WHAT IS REQUIRED:
Repeat each entry exactly.

** SOURCE DATA follows **

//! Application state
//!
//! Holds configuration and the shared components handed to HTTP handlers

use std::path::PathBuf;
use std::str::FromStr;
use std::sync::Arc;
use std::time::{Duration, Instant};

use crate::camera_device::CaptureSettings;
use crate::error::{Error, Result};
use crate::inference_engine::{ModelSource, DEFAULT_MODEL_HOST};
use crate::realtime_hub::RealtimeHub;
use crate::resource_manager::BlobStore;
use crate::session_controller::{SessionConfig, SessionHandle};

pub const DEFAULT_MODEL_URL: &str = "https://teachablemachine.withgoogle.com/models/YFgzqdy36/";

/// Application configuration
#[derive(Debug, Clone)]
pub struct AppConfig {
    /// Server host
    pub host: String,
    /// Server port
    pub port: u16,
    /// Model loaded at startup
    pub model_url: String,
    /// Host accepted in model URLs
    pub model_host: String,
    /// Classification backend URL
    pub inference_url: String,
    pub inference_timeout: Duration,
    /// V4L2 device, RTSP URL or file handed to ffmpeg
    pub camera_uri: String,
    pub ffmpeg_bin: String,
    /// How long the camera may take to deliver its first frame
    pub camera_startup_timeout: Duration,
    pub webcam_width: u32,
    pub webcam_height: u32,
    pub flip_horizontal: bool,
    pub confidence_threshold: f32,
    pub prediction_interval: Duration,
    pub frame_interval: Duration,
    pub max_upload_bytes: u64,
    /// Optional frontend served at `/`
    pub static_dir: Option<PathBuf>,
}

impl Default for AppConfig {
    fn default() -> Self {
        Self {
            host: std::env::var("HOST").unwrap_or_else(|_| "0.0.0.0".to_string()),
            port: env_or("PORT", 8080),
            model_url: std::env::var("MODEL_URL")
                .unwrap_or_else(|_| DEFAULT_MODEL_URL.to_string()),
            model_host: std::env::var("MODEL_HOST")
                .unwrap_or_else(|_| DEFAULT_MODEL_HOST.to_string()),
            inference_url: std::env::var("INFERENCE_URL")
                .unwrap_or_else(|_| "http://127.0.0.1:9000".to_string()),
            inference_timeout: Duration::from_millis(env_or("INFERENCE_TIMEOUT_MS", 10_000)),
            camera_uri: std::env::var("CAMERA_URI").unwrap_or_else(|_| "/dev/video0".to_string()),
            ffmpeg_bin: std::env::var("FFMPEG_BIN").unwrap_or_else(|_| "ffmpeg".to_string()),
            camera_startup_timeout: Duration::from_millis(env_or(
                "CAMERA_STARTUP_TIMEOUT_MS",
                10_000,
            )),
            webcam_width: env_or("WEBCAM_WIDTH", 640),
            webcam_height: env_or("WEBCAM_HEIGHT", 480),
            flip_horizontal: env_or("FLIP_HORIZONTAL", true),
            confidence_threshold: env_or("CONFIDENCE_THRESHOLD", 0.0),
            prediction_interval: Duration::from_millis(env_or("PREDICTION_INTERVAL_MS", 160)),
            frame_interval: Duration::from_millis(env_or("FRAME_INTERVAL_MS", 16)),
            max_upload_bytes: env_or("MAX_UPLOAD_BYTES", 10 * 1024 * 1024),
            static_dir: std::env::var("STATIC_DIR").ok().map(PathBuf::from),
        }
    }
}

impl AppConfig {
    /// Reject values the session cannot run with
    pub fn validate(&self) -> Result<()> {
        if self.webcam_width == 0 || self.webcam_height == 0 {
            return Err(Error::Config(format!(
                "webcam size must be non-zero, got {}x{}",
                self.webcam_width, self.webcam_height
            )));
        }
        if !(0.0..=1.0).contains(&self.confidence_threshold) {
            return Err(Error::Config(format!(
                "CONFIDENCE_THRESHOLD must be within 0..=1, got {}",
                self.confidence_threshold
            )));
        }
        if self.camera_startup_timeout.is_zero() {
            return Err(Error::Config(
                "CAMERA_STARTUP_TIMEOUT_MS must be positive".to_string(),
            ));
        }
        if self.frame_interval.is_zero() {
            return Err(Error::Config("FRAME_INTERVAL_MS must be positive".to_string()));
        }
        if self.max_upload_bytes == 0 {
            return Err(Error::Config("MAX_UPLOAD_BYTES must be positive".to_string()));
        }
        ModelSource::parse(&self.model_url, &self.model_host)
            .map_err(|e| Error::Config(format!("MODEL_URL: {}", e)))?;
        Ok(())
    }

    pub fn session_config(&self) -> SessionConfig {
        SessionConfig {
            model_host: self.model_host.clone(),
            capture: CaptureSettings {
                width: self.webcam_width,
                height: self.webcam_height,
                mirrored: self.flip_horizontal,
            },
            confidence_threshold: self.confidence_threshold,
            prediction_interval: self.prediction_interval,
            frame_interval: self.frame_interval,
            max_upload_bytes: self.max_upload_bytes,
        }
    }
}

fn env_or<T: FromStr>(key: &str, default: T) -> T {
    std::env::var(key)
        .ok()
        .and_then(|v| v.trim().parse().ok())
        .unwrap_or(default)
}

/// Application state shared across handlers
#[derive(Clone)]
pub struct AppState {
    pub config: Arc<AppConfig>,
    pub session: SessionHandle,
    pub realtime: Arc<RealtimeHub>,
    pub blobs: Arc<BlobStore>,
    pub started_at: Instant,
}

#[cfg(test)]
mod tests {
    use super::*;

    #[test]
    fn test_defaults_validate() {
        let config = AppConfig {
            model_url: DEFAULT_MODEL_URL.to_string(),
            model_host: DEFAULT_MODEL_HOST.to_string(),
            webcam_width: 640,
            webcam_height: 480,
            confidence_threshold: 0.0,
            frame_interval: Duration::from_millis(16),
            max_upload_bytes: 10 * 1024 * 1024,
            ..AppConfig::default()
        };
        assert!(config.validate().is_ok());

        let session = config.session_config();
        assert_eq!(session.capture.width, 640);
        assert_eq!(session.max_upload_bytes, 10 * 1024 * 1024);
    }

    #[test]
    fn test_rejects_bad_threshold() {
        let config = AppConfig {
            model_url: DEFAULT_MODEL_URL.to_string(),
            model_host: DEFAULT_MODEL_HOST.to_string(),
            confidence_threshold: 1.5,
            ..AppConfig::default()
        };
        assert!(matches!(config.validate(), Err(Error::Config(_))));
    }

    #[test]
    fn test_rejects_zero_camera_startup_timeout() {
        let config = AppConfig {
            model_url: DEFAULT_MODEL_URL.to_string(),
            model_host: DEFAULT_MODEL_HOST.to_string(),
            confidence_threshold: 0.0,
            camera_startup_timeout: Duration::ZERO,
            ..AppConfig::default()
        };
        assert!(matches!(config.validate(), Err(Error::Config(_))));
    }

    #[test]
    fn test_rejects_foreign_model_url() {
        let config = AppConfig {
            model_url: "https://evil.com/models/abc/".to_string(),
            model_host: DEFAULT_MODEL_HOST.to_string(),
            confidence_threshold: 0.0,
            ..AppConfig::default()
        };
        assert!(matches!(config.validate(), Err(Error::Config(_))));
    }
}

** End of SOURCE DATA **

SOLUTION:
//! Application state
//!
//! Holds configuration and the shared components handed to HTTP handlers

use std::path::PathBuf;
use std::str::FromStr;
use std::sync::Arc;
use std::time::{Duration, Instant};

use crate::camera_device::CaptureSettings;
use crate::error::{Error, Result};
use crate::inference_engine::{ModelSource, DEFAULT_MODEL_HOST};
use crate::realtime_hub::RealtimeHub;
use crate::resource_manager::BlobStore;
use crate::session_controller::{SessionConfig, SessionHandle};

pub const DEFAULT_MODEL_URL: &str = "https://teachablemachine.withgoogle.com/models/YFgzqdy36/";

/// Application configuration
#[derive(Debug, Clone)]
pub struct AppConfig {
    /// Server host
    pub host: String,
    /// Server port
    pub port: u16,
    /// Model loaded at startup
    pub model_url: String,
    /// Host accepted in model URLs
    pub model_host: String,
    /// Classification backend URL
    pub inference_url: String,
    pub inference_timeout: Duration,
    /// V4L2 device, RTSP URL or file handed to ffmpeg
    pub camera_uri: String,
    pub ffmpeg_bin: String,
    /// How long the camera may take to deliver its first frame
    pub camera_startup_timeout: Duration,
    pub webcam_width: u32,
    pub webcam_height: u32,
    pub flip_horizontal: bool,
    pub confidence_threshold: f32,
    pub prediction_interval: Duration,
    pub frame_interval: Duration,
    pub max_upload_bytes: u64,
    /// Optional frontend served at `/`
    pub static_dir: Option<PathBuf>,
}

impl Default for AppConfig {
    fn default() -> Self {
        Self {
            host: std::env::var("HOST").unwrap_or_else(|_| "0.0.0.0".to_string()),
            port: env_or("PORT", 8080),
            model_url: std::env::var("MODEL_URL")
                .unwrap_or_else(|_| DEFAULT_MODEL_URL.to_string()),
            model_host: std::env::var("MODEL_HOST")
                .unwrap_or_else(|_| DEFAULT_MODEL_HOST.to_string()),
            inference_url: std::env::var("INFERENCE_URL")
                .unwrap_or_else(|_| "http://127.0.0.1:9000".to_string()),
            inference_timeout: Duration::from_millis(env_or("INFERENCE_TIMEOUT_MS", 10_000)),
            camera_uri: std::env::var("CAMERA_URI").unwrap_or_else(|_| "/dev/video0".to_string()),
            ffmpeg_bin: std::env::var("FFMPEG_BIN").unwrap_or_else(|_| "ffmpeg".to_string()),
            camera_startup_timeout: Duration::from_millis(env_or(
                "CAMERA_STARTUP_TIMEOUT_MS",
                10_000,
            )),
            webcam_width: env_or("WEBCAM_WIDTH", 640),
            webcam_height: env_or("WEBCAM_HEIGHT", 480),
            flip_horizontal: env_or("FLIP_HORIZONTAL", true),
            confidence_threshold: env_or("CONFIDENCE_THRESHOLD", 0.0),
            prediction_interval: Duration::from_millis(env_or("PREDICTION_INTERVAL_MS", 160)),
            frame_interval: Duration::from_millis(env_or("FRAME_INTERVAL_MS", 16)),
            max_upload_bytes: env_or("MAX_UPLOAD_BYTES", 10 * 1024 * 1024),
            static_dir: std::env::var("STATIC_DIR").ok().map(PathBuf::from),
        }
    }
}

impl AppConfig {
    /// Reject values the session cannot run with
    pub fn validate(&self) -> Result<()> {
        if self.webcam_width == 0 || self.webcam_height == 0 {
            return Err(Error::Config(format!(
                "webcam size must be non-zero, got {}x{}",
                self.webcam_width, self.webcam_height
            )));
        }
        if !(0.0..=1.0).contains(&self.confidence_threshold) {
            return Err(Error::Config(format!(
                "CONFIDENCE_THRESHOLD must be within 0..=1, got {}",
                self.confidence_threshold
            )));
        }
        if self.camera_startup_timeout.is_zero() {
            return Err(Error::Config(
                "CAMERA_STARTUP_TIMEOUT_MS must be positive".to_string(),
            ));
        }
        if self.frame_interval.is_zero() {
            return Err(Error::Config("FRAME_INTERVAL_MS must be positive".to_string()));
        }
        if self.max_upload_bytes == 0 {
            return Err(Error::Config("MAX_UPLOAD_BYTES must be positive".to_string()));
        }
        ModelSource::parse(&self.model_url, &self.model_host)
            .map_err(|e| Error::Config(format!("MODEL_URL: {}", e)))?;
        Ok(())
    }

    pub fn session_config(&self) -> SessionConfig {
        SessionConfig {
            model_host: self.model_host.clone(),
            capture: CaptureSettings {
                width: self.webcam_width,
                height: self.webcam_height,
                mirrored: self.flip_horizontal,
            },
            confidence_threshold: self.confidence_threshold,
            prediction_interval: self.prediction_interval,
            frame_interval: self.frame_interval,
            max_upload_bytes: self.max_upload_bytes,
        }
    }
}

fn env_or<T: FromStr>(key: &str, default: T) -> T {
    std::env::var(key)
        .ok()
        .and_then(|v| v.trim().parse().ok())
        .unwrap_or(default)
}

/// Application state shared across handlers
#[derive(Clone)]
pub struct AppState {
    pub config: Arc<AppConfig>,
    pub session: SessionHandle,
    pub realtime: Arc<RealtimeHub>,
    pub blobs: Arc<BlobStore>,
    pub started_at: Instant,
}

#[cfg(test)]
mod tests {
    use super::*;

    #[test]
    fn test_defaults_validate() {
        let config = AppConfig {
            model_url: DEFAULT_MODEL_URL.to_string(),
            model_host: DEFAULT_MODEL_HOST.to_string(),
            webcam_width: 640,
            webcam_height: 480,
            confidence_threshold: 0.0,
            frame_interval: Duration::from_millis(16),
            max_upload_bytes: 10 * 1024 * 1024,
            ..AppConfig::default()
        };
        assert!(config.validate().is_ok());

        let session = config.session_config();
        assert_eq!(session.capture.width, 640);
        assert_eq!(session.max_upload_bytes, 10 * 1024 * 1024);
    }

    #[test]
    fn test_rejects_bad_threshold() {
        let config = AppConfig {
            model_url: DEFAULT_MODEL_URL.to_string(),
            model_host: DEFAULT_MODEL_HOST.to_string(),
            confidence_threshold: 1.5,
            ..AppConfig::default()
        };
        assert!(matches!(config.validate(), Err(Error::Config(_))));
    }

    #[test]
    fn test_rejects_zero_camera_startup_timeout() {
        let config = AppConfig {
            model_url: DEFAULT_MODEL_URL.to_string(),
            model_host: DEFAULT_MODEL_HOST.to_string(),
            confidence_threshold: 0.0,
            camera_startup_timeout: Duration::ZERO,
            ..AppConfig::default()
        };
        assert!(matches!(config.validate(), Err(Error::Config(_))));
    }

    #[test]
    fn test_rejects_foreign_model_url() {
        let config = AppConfig {
            model_url: "https://evil.com/models/abc/".to_string(),
            model_host: DEFAULT_MODEL_HOST.to_string(),
            confidence_threshold: 0.0,
            ..AppConfig::default()
        };
        assert!(matches!(config.validate(), Err(Error::Config(_))));
    }
}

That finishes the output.